Source data:
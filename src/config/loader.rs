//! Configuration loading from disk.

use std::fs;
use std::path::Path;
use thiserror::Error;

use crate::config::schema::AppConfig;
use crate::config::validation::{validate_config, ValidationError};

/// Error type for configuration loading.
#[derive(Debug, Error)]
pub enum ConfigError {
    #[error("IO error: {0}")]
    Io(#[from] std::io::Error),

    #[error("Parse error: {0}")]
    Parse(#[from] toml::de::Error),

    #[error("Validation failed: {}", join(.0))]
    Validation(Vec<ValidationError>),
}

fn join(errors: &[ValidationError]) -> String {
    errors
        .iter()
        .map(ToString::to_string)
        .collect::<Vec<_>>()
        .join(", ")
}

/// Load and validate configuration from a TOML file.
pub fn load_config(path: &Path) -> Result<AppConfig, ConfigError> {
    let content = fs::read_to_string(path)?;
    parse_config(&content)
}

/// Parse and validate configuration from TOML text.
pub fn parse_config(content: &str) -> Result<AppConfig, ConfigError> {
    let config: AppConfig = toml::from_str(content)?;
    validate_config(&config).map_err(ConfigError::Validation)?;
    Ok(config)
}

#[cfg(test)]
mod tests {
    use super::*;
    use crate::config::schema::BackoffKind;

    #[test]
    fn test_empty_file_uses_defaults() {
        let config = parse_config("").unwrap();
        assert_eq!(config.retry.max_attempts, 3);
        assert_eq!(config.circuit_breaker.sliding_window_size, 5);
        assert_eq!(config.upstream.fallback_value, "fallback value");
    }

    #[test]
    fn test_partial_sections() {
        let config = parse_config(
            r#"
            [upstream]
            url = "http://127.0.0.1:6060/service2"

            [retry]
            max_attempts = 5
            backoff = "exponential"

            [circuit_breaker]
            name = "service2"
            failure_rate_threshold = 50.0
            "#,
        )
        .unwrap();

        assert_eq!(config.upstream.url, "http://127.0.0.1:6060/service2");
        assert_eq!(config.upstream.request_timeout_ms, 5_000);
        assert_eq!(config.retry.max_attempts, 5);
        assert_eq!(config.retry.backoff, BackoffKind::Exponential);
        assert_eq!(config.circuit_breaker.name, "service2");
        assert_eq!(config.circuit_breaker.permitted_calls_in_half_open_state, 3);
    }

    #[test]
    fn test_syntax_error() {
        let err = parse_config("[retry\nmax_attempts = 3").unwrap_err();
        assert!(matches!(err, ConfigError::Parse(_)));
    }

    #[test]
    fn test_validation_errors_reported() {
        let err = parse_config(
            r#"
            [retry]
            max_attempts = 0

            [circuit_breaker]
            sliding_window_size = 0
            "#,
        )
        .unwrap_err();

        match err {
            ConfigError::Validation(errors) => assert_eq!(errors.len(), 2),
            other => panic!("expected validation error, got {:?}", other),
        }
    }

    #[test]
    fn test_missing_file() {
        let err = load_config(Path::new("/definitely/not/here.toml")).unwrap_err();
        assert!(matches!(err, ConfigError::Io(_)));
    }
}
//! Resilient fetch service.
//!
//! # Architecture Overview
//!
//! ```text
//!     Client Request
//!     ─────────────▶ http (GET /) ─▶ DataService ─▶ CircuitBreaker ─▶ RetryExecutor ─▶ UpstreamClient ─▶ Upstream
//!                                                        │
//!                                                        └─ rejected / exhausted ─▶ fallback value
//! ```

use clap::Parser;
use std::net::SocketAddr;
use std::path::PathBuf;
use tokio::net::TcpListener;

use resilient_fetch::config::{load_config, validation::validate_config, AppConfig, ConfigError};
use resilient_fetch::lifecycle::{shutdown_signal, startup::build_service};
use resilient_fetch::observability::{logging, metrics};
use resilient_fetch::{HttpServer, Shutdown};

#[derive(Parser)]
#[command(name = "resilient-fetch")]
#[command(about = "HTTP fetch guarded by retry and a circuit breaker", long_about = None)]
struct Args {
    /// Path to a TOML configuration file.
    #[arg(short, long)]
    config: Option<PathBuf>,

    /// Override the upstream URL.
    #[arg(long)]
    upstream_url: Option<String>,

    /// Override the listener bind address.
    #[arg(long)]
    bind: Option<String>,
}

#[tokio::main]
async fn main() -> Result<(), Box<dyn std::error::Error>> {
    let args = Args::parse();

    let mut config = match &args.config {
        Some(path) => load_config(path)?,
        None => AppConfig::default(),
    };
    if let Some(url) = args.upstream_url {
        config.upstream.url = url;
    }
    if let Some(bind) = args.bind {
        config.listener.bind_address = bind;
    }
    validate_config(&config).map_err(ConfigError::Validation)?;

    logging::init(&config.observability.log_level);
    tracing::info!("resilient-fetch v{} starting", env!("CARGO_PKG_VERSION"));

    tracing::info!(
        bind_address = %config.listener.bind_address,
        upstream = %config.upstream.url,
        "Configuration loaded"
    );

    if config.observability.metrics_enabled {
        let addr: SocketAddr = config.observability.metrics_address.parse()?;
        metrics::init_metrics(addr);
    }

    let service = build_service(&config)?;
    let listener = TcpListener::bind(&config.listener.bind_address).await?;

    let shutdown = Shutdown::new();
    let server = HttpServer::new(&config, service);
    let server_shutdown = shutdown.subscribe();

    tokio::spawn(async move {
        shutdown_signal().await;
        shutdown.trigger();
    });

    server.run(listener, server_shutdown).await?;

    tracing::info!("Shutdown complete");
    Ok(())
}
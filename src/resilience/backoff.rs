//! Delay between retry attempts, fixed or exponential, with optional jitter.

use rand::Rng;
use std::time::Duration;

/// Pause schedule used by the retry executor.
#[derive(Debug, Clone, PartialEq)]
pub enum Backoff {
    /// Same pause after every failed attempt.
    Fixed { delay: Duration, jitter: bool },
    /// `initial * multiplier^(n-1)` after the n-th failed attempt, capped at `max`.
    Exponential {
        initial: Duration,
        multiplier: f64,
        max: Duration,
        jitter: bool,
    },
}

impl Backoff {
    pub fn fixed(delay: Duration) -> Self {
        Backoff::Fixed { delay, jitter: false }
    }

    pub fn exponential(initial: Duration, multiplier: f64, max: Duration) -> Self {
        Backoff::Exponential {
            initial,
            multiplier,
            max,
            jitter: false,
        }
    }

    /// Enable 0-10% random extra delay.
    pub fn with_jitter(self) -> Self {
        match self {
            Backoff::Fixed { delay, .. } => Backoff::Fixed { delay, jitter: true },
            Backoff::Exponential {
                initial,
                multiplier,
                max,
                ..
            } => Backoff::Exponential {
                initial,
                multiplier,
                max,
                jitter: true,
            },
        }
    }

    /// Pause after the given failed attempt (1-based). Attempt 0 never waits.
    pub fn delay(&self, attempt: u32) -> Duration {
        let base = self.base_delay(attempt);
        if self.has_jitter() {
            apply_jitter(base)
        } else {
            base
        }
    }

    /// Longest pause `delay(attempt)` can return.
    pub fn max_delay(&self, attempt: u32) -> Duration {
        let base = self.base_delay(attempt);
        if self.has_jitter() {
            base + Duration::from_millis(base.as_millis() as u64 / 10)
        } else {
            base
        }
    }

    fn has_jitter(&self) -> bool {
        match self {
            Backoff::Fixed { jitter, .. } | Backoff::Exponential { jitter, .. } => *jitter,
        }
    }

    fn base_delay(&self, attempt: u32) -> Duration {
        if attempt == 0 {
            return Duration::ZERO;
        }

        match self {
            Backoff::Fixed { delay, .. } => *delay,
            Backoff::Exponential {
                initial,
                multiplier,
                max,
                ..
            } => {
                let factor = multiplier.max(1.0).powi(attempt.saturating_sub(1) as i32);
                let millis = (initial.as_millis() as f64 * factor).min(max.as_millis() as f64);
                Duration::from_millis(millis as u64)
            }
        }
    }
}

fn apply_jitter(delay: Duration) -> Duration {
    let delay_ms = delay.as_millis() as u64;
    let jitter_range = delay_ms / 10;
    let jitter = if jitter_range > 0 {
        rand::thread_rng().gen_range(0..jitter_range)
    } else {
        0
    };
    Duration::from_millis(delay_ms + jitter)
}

• PROBLEM TO SOLVE
Could you set down exactly the lines from the one containing "return Duration::ZERO;" through the last line of the records above, both included?

• THE ANSWER
            return Duration::ZERO;
        }

        match self {
            Backoff::Fixed { delay, .. } => *delay,
            Backoff::Exponential {
                initial,
                multiplier,
                max,
                ..
            } => {
                let factor = multiplier.max(1.0).powi(attempt.saturating_sub(1) as i32);
                let millis = (initial.as_millis() as f64 * factor).min(max.as_millis() as f64);
                Duration::from_millis(millis as u64)
            }
        }
    }
}

fn apply_jitter(delay: Duration) -> Duration {
    let delay_ms = delay.as_millis() as u64;
    let jitter_range = delay_ms / 10;
    let jitter = if jitter_range > 0 {
        rand::thread_rng().gen_range(0..jitter_range)
    } else {
        0
    };
    Duration::from_millis(delay_ms + jitter)
}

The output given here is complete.